Of the 30 people in the class, around one-fifth hailed from Eastern Europe. However, many of these international students disagreed with Lindseth’s negative opinion of the European Court of Justice. Students took advantage of the brief question-and-answer session at the end of the lecture to voice their disagreements with Lindseth.

But even the European students disagreed with each other over the role of the ECJ.

“Two people that come from the same place have very different views on the desirability of the court’s harsh rule,” said Till Holterhus LAW ’17.

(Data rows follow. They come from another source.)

/// Extract the IR for one resource type.
pub fn extract(
    resource: &dyn TypeIntrospect,
    lookup: &dyn TypeLookup,
    policy: BindingPolicy,
) -> Result<ClassData, GenerateError> {
    let path = resource
        .root_path()
        .ok_or_else(|| GenerateError::MissingRootPath(resource.qualified_name().to_string()))?
        .to_string();

    let mut methods: Vec<&MethodDecl> = resource.declared_methods().iter().collect();
    methods.sort_by(|l, r| l.name.cmp(&r.name));

    let extractor = Extractor {
        resource,
        lookup,
        policy,
    };

    let mut names = NameAllocator::new();
    for local in RESERVED_LOCALS {
        names.reserve(local);
    }
    let class_params = extractor.class_params(&methods, &mut names)?;

    let endpoints = methods
        .iter()
        .map(|method| extractor.endpoint(method, &names))
        .collect::<Result<Vec<_>, _>>()?;

    debug!(
        "Extracted {} ({} methods, {} class params)",
        resource.qualified_name(),
        endpoints.len(),
        class_params.len()
    );

    Ok(ClassData {
        is_interface: resource.is_interface(),
        class_name: resource.simple_name().to_string(),
        package: resource.package().to_string(),
        qualified_name: resource.qualified_name().to_string(),
        path,
        consumes: class_media_types(resource.annotations(), true),
        produces: class_media_types(resource.annotations(), false),
        methods: endpoints,
        class_params,
    })
}

#[cfg(test)]
#[allow(clippy::unwrap_used, clippy::expect_used)]
mod tests {
    use super::*;
    use crate::descriptor::{ConstructorDecl, DescriptorBundle, FieldDecl, ParamDecl, TypeDescriptor};
    use crate::ir::model::Accessor;

    fn ty(expr: &str) -> TypeRef {
        TypeRef::parse(expr).unwrap()
    }

    fn param(expr: &str, annotations: Vec<Annotation>) -> ParamDecl {
        ParamDecl {
            ty: ty(expr),
            annotations,
        }
    }

    fn method(name: &str, annotations: Vec<Annotation>, params: Vec<ParamDecl>) -> MethodDecl {
        MethodDecl {
            name: name.into(),
            returns: TypeRef::Void,
            annotations,
            params,
        }
    }

    fn resource(methods: Vec<MethodDecl>) -> TypeDescriptor {
        TypeDescriptor {
            name: "com.acme.Orders".into(),
            interface: true,
            annotations: vec![Annotation::Path("orders".into())],
            methods,
            fields: vec![],
            constructors: vec![],
        }
    }

    fn bundle(types: Vec<TypeDescriptor>) -> DescriptorBundle {
        DescriptorBundle { types }
    }

    #[test]
    fn test_missing_root_path() {
        let mut orders = resource(vec![]);
        orders.annotations.clear();
        let err = extract(&orders, &bundle(vec![]), BindingPolicy::Lenient).unwrap_err();
        assert_eq!(err, GenerateError::MissingRootPath("com.acme.Orders".into()));
    }

    #[test]
    fn test_defaults_and_sorting() {
        let orders = resource(vec![
            method("update", vec![Annotation::Put], vec![]),
            method("create", vec![Annotation::Post], vec![]),
            method("ping", vec![], vec![]),
        ]);
        let class = extract(&orders, &bundle(vec![]), BindingPolicy::Lenient).unwrap();

        assert_eq!(class.class_name, "Orders");
        assert_eq!(class.package, "com.acme");
        assert_eq!(class.consumes, vec!["*/*".to_string()]);
        assert_eq!(class.produces, vec!["*/*".to_string()]);
        let names: Vec<_> = class.methods.iter().map(|m| m.name.as_str()).collect();
        assert_eq!(names, vec!["create", "ping", "update"]);
        assert_eq!(class.methods[1].verb, None);
    }

    #[test]
    fn test_param_kinds_and_labels() {
        let orders = resource(vec![method(
            "find",
            vec![Annotation::Get, Annotation::Path("{id}".into())],
            vec![
                param("String", vec![Annotation::PathParam("id".into())]),
                param("String", vec![Annotation::HeaderParam("X-Trace-Id".into())]),
                param("javax.ws.rs.core.UriInfo", vec![Annotation::Context]),
                param("javax.ws.rs.core.HttpHeaders", vec![Annotation::Context]),
                param("com.acme.Order", vec![]),
            ],
        )]);
        let class = extract(&orders, &bundle(vec![]), BindingPolicy::Lenient).unwrap();
        let find = &class.methods[0];

        assert_eq!(find.verb, Some(Verb::Get));
        assert_eq!(find.path.as_deref(), Some("{id}"));
        let summary: Vec<_> = find
            .params
            .iter()
            .map(|p| (p.kind, p.label.as_str(), p.param_name()))
            .collect();
        assert_eq!(
            summary,
            vec![
                (ParamKind::Path, "id", "id"),
                (ParamKind::Header, "X-Trace-Id", "xTraceId"),
                (ParamKind::Context, "context", "context"),
                (ParamKind::Context, "context2", "context2"),
                (ParamKind::Entity, "entity", "entity"),
            ]
        );
    }

    #[test]
    fn test_first_binding_wins_when_lenient() {
        let orders = resource(vec![method(
            "find",
            vec![Annotation::Get],
            vec![param(
                "String",
                vec![
                    Annotation::Other("javax.validation.constraints.NotNull".into()),
                    Annotation::QueryParam("q".into()),
                    Annotation::HeaderParam("h".into()),
                ],
            )],
        )]);
        let class = extract(&orders, &bundle(vec![]), BindingPolicy::Lenient).unwrap();
        assert_eq!(class.methods[0].params[0].kind, ParamKind::Query);

        let err = extract(&orders, &bundle(vec![]), BindingPolicy::Strict).unwrap_err();
        assert_eq!(
            err,
            GenerateError::AmbiguousBinding {
                element: "com.acme.Orders.find(0)".into()
            }
        );
    }

    #[test]
    fn test_last_verb_wins_when_lenient() {
        let orders = resource(vec![method(
            "touch",
            vec![Annotation::Get, Annotation::Put],
            vec![],
        )]);
        let class = extract(&orders, &bundle(vec![]), BindingPolicy::Lenient).unwrap();
        assert_eq!(class.methods[0].verb, Some(Verb::Put));

        let err = extract(&orders, &bundle(vec![]), BindingPolicy::Strict).unwrap_err();
        assert!(matches!(err, GenerateError::MultipleVerbs { .. }));
    }

    #[test]
    fn test_multiple_entities() {
        let orders = resource(vec![method(
            "merge",
            vec![Annotation::Post],
            vec![param("com.acme.Order", vec![]), param("com.acme.Order", vec![])],
        )]);
        let class = extract(&orders, &bundle(vec![]), BindingPolicy::Lenient).unwrap();
        let names: Vec<_> = class.methods[0].params.iter().map(|p| p.param_name()).collect();
        assert_eq!(names, vec!["entity", "entity2"]);

        let err = extract(&orders, &bundle(vec![]), BindingPolicy::Strict).unwrap_err();
        assert!(matches!(err, GenerateError::MultipleEntities { .. }));
    }

    #[test]
    fn test_class_params_order_and_names() {
        let stock = TypeDescriptor {
            name: "com.acme.Stock".into(),
            interface: false,
            annotations: vec![Annotation::Path("stock/{warehouse}".into())],
            methods: vec![
                method(
                    "setTraceId",
                    vec![Annotation::HeaderParam("X-Trace-Id".into())],
                    vec![param("String", vec![])],
                ),
                method("setIgnored", vec![], vec![param("String", vec![])]),
                method(
                    "levels",
                    vec![Annotation::Get],
                    vec![param("String", vec![Annotation::QueryParam("region".into())])],
                ),
            ],
            fields: vec![FieldDecl {
                name: "warehouse".into(),
                ty: ty("String"),
                private: true,
                annotations: vec![Annotation::PathParam("warehouse".into())],
            }],
            constructors: vec![ConstructorDecl {
                params: vec![param("long", vec![Annotation::QueryParam("region".into())])],
            }],
        };
        let class = extract(&stock, &bundle(vec![]), BindingPolicy::Lenient).unwrap();

        let summary: Vec<_> = class
            .class_params
            .iter()
            .map(|p| (p.kind, p.label.as_str(), p.param_name()))
            .collect();
        assert_eq!(
            summary,
            vec![
                (ParamKind::Header, "X-Trace-Id", "xTraceId"),
                (ParamKind::Path, "warehouse", "warehouse"),
                (ParamKind::Query, "region", "region"),
            ]
        );

        let levels = class.methods.iter().find(|m| m.name == "levels").unwrap();
        assert_eq!(levels.params[0].label, "region");
        assert_eq!(levels.params[0].param_name(), "region2");
    }

    #[test]
    fn test_reserved_locals_are_renamed() {
        let orders = resource(vec![method(
            "find",
            vec![Annotation::Get],
            vec![param("String", vec![Annotation::QueryParam("base".into())])],
        )]);
        let class = extract(&orders, &bundle(vec![]), BindingPolicy::Lenient).unwrap();
        assert_eq!(class.methods[0].params[0].label, "base");
        assert_eq!(class.methods[0].params[0].param_name(), "base2");
    }

    #[test]
    fn test_bean_params_are_flattened() {
        let filter = TypeDescriptor {
            name: "com.acme.Filter".into(),
            interface: false,
            annotations: vec![],
            methods: vec![method("getStatus", vec![], vec![])],
            fields: vec![FieldDecl {
                name: "status".into(),
                ty: ty("String"),
                private: true,
                annotations: vec![Annotation::QueryParam("status".into())],
            }],
            constructors: vec![],
        };
        let orders = resource(vec![method(
            "search",
            vec![Annotation::Get],
            vec![param("com.acme.Filter", vec![Annotation::BeanParam])],
        )]);
        let class = extract(&orders, &bundle(vec![filter]), BindingPolicy::Lenient).unwrap();

        let bean = &class.methods[0].params[0];
        assert_eq!(bean.kind, ParamKind::Bean);
        assert_eq!(bean.param_name(), "beanParam");
        assert_eq!(
            bean.nested[0].call,
            CallExpr::member("beanParam", Accessor::Getter("getStatus".into()))
        );
    }

    #[test]
    fn test_unknown_bean_type() {
        let orders = resource(vec![method(
            "search",
            vec![Annotation::Get],
            vec![param("com.acme.Filter", vec![Annotation::BeanParam])],
        )]);
        let err = extract(&orders, &bundle(vec![]), BindingPolicy::Lenient).unwrap_err();
        assert_eq!(err, GenerateError::UnknownBeanType("com.acme.Filter".into()));
    }

    #[test]
    fn test_empty_media_type_list_falls_back_to_wildcard() {
        let orders = resource(vec![method(
            "find",
            vec![Annotation::Get, Annotation::Produces(vec![])],
            vec![],
        )]);
        let class = extract(&orders, &bundle(vec![]), BindingPolicy::Lenient).unwrap();
        assert_eq!(class.methods[0].produces, Some(vec!["*/*".to_string()]));
    }
}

The international law community is currently debating whether the negotiations between Britain and the EU will result in a “hard” or “soft” Brexit — a soft Brexit permitting Britain’s access to the European Union’s single market and a hard Brexit banning Britain from this market altogether, the students explained. The students also noted British Prime Minister Theresa May’s recent initiatives to limit immigration and curtail the flow of noncitizens into the country.

Lindseth, who criticized the EU’s status as an “autonomously constitutional entity,” and added that the EU incorrectly believes it can have nation-states, democratic politics and economic integration simultaneously. In reality, Lindseth said, only two of these three things can exist in harmony.

Lindseth noted that people within the EU generally do not experience the union as a democratic force.

“You need to have some degree of autonomy at the EU level, but in interpreting the [EU constitutional] treaty, we should always be cautious in order to ensure that you are not overriding core aspects of democracy on the national level,” Lindseth said.

The European Union was established in 1993.